# Problem requirements
Among the lines below, count those that include "ClientOptions", and state the count alone.

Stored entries

———

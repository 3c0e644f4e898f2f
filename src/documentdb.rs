//! DocumentDB/MongoDB State Store
//!
//! Durable [`StateStorage`] implementation backed by MongoDB/DocumentDB.
//! Documents live in a single collection provisioned lazily on first use;
//! conditional writes are expressed as filtered replaces on the stored
//! revision token.
//!
//! ## Usage
//!
//! ```rust,no_run
//! use statestore::{DocumentDbConfig, DocumentDbStateStore, StateStorageExt, StoreItem};
//! use serde_json::json;
//!
//! async fn example() -> anyhow::Result<()> {
//!     let config = DocumentDbConfig::new(
//!         "mongodb://localhost:27017",
//!         "session_state",
//!         "state_items",
//!     );
//!     let store = DocumentDbStateStore::new(config).await?;
//!
//!     store.write_one("user/1", StoreItem::new(json!({"turn": 1}))).await?;
//!     let item = store.read_one("user/1").await?;
//!
//!     Ok(())
//! }
//! ```

use async_trait::async_trait;
use futures_util::future::join_all;
use futures_util::TryStreamExt;
use mongodb::{
    bson::doc,
    options::{ClientOptions, FindOptions},
    Client, Collection,
};
use tracing::debug;

use crate::envelope::DocumentEnvelope;
use crate::error::{StoreError, StoreResult};
use crate::item::{StoreItem, StoreItems};
use crate::provision::LazyCollectionProvisioner;
use crate::sanitize::sanitize_key;
use crate::traits::StateStorage;

/// Server error code for "collection already exists"
const NAMESPACE_EXISTS: i32 = 48;

/// Configuration for [`DocumentDbStateStore`]
///
/// The connection string carries the endpoint address and credential. The
/// optional client-options hook customizes connection policy (timeouts, pool
/// sizing, server selection) before the client is built.
pub struct DocumentDbConfig {
    connection_string: String,
    database: String,
    collection: String,
    client_options_hook: Option<Box<dyn FnOnce(&mut ClientOptions) + Send>>,
}

impl DocumentDbConfig {
    /// Create a configuration from connection string, database and collection
    pub fn new(
        connection_string: impl Into<String>,
        database: impl Into<String>,
        collection: impl Into<String>,
    ) -> Self {
        Self {
            connection_string: connection_string.into(),
            database: database.into(),
            collection: collection.into(),
            client_options_hook: None,
        }
    }

    /// Customize the parsed client options before the client is built
    pub fn with_client_options<F>(mut self, hook: F) -> Self
    where
        F: FnOnce(&mut ClientOptions) + Send + 'static,
    {
        self.client_options_hook = Some(Box::new(hook));
        self
    }

    fn validate(&self) -> StoreResult<()> {
        if self.connection_string.is_empty() {
            return Err(StoreError::InvalidArgument(
                "connection_string is required".to_string(),
            ));
        }
        if self.database.is_empty() {
            return Err(StoreError::InvalidArgument("database is required".to_string()));
        }
        if self.collection.is_empty() {
            return Err(StoreError::InvalidArgument(
                "collection is required".to_string(),
            ));
        }
        Ok(())
    }
}

/// DocumentDB/MongoDB state store
pub struct DocumentDbStateStore {
    client: Client,
    database_name: String,
    collection_name: String,
    provisioner: LazyCollectionProvisioner<Collection<DocumentEnvelope>>,
}

impl DocumentDbStateStore {
    /// Create a new store from configuration.
    ///
    /// Validates required parameters and builds the client; no network
    /// round-trip happens here. The collection is provisioned lazily by the
    /// first operation.
    pub async fn new(config: DocumentDbConfig) -> StoreResult<Self> {
        config.validate()?;

        let mut client_options = ClientOptions::parse(&config.connection_string)
            .await
            .map_err(|e| StoreError::Unavailable(e.to_string()))?;
        if let Some(hook) = config.client_options_hook {
            hook(&mut client_options);
        }

        let client = Client::with_options(client_options)
            .map_err(|e| StoreError::Unavailable(e.to_string()))?;

        Ok(Self {
            client,
            database_name: config.database,
            collection_name: config.collection,
            provisioner: LazyCollectionProvisioner::new(),
        })
    }

    /// Check whether the backing store answers a ping
    pub async fn is_available(&self) -> bool {
        self.client
            .database(&self.database_name)
            .run_command(doc! { "ping": 1 })
            .await
            .is_ok()
    }

    /// One-time creation of the backing collection.
    ///
    /// The database itself springs into existence with its first collection,
    /// so only the collection needs an explicit create. A concurrent creator
    /// racing us is fine: "namespace exists" counts as success.
    async fn provision(&self) -> StoreResult<Collection<DocumentEnvelope>> {
        let db = self.client.database(&self.database_name);
        match db.create_collection(&self.collection_name).await {
            Ok(()) => {}
            Err(e) if is_namespace_exists(&e) => {}
            Err(e) => return Err(StoreError::Provisioning(e.to_string())),
        }
        debug!(
            database = %self.database_name,
            collection = %self.collection_name,
            "provisioned state collection"
        );
        Ok(db.collection(&self.collection_name))
    }

    /// Memoized collection handle, provisioning on first use
    async fn collection(&self) -> StoreResult<&Collection<DocumentEnvelope>> {
        self.provisioner.ensure_ready(|| self.provision()).await
    }

    /// Apply one write entry; called sequentially per entry
    async fn write_entry(
        &self,
        collection: &Collection<DocumentEnvelope>,
        key: &str,
        item: &StoreItem,
    ) -> StoreResult<()> {
        let envelope = DocumentEnvelope::from_item(key, item);
        let id = envelope.sanitized_id.clone();

        match item.concurrency_token.as_deref() {
            // Unconditional insert-or-replace
            None | Some("*") => {
                collection
                    .replace_one(doc! { "_id": &id }, envelope)
                    .upsert(true)
                    .await
                    .map_err(|e| StoreError::Backend(e.to_string()))?;
                Ok(())
            }
            // An empty token is never a value a prior read produced
            Some("") => Err(StoreError::InvalidArgument(format!(
                "empty concurrency token for key '{}'",
                key
            ))),
            // Replace only if the stored revision still matches
            Some(token) => {
                let result = collection
                    .replace_one(doc! { "_id": &id, "concurrency_token": token }, envelope)
                    .await
                    .map_err(|e| StoreError::Backend(e.to_string()))?;
                if result.matched_count == 0 {
                    let exists = collection
                        .count_documents(doc! { "_id": &id })
                        .await
                        .map_err(|e| StoreError::Backend(e.to_string()))?
                        > 0;
                    if exists {
                        return Err(StoreError::ConcurrencyConflict {
                            key: key.to_string(),
                            token: token.to_string(),
                        });
                    }
                    return Err(StoreError::NotFound(key.to_string()));
                }
                Ok(())
            }
        }
    }
}

#[async_trait]
impl StateStorage for DocumentDbStateStore {
    async fn read(&self, keys: &[String]) -> StoreResult<StoreItems> {
        if keys.is_empty() {
            return Err(StoreError::InvalidArgument(
                "read requires at least one key".to_string(),
            ));
        }

        let collection = self.collection().await?;
        let ids: Vec<String> = keys.iter().map(|k| sanitize_key(k)).collect();

        // Each id is bound as a BSON value, never concatenated into the query
        let filter = doc! { "_id": { "$in": ids } };
        let options = FindOptions::builder()
            .projection(doc! {
                "_id": 1,
                "original_key": 1,
                "payload": 1,
                "concurrency_token": 1,
            })
            .build();

        let mut cursor = collection
            .find(filter)
            .with_options(options)
            .await
            .map_err(|e| StoreError::Backend(e.to_string()))?;

        // Drain every batch; the server may paginate large results
        let mut items = StoreItems::new();
        while let Some(envelope) = cursor
            .try_next()
            .await
            .map_err(|e| StoreError::Backend(e.to_string()))?
        {
            let (key, item) = envelope.into_item();
            items.insert(key, item);
        }
        Ok(items)
    }

    async fn write(&self, changes: &StoreItems) -> StoreResult<()> {
        if changes.is_empty() {
            return Ok(());
        }

        let collection = self.collection().await?;

        // Sequential by design: the first failing entry aborts the call and
        // entries already applied stay persisted.
        for (key, item) in changes {
            self.write_entry(collection, key, item).await?;
        }
        Ok(())
    }

    async fn delete(&self, keys: &[String]) -> StoreResult<()> {
        if keys.is_empty() {
            return Ok(());
        }

        let collection = self.collection().await?;

        // Deletes are independent and idempotent, so fan out concurrently and
        // join on the whole batch before reporting the first failure.
        let deletes = keys.iter().map(|key| {
            let filter = doc! { "_id": sanitize_key(key) };
            async move { collection.delete_one(filter).await }
        });
        for result in join_all(deletes).await {
            result.map_err(|e| StoreError::Backend(e.to_string()))?;
        }
        Ok(())
    }
}

fn is_namespace_exists(error: &mongodb::error::Error) -> bool {
    matches!(*error.kind, mongodb::error::ErrorKind::Command(ref c) if c.code == NAMESPACE_EXISTS)
}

———

# Output for this exercise
4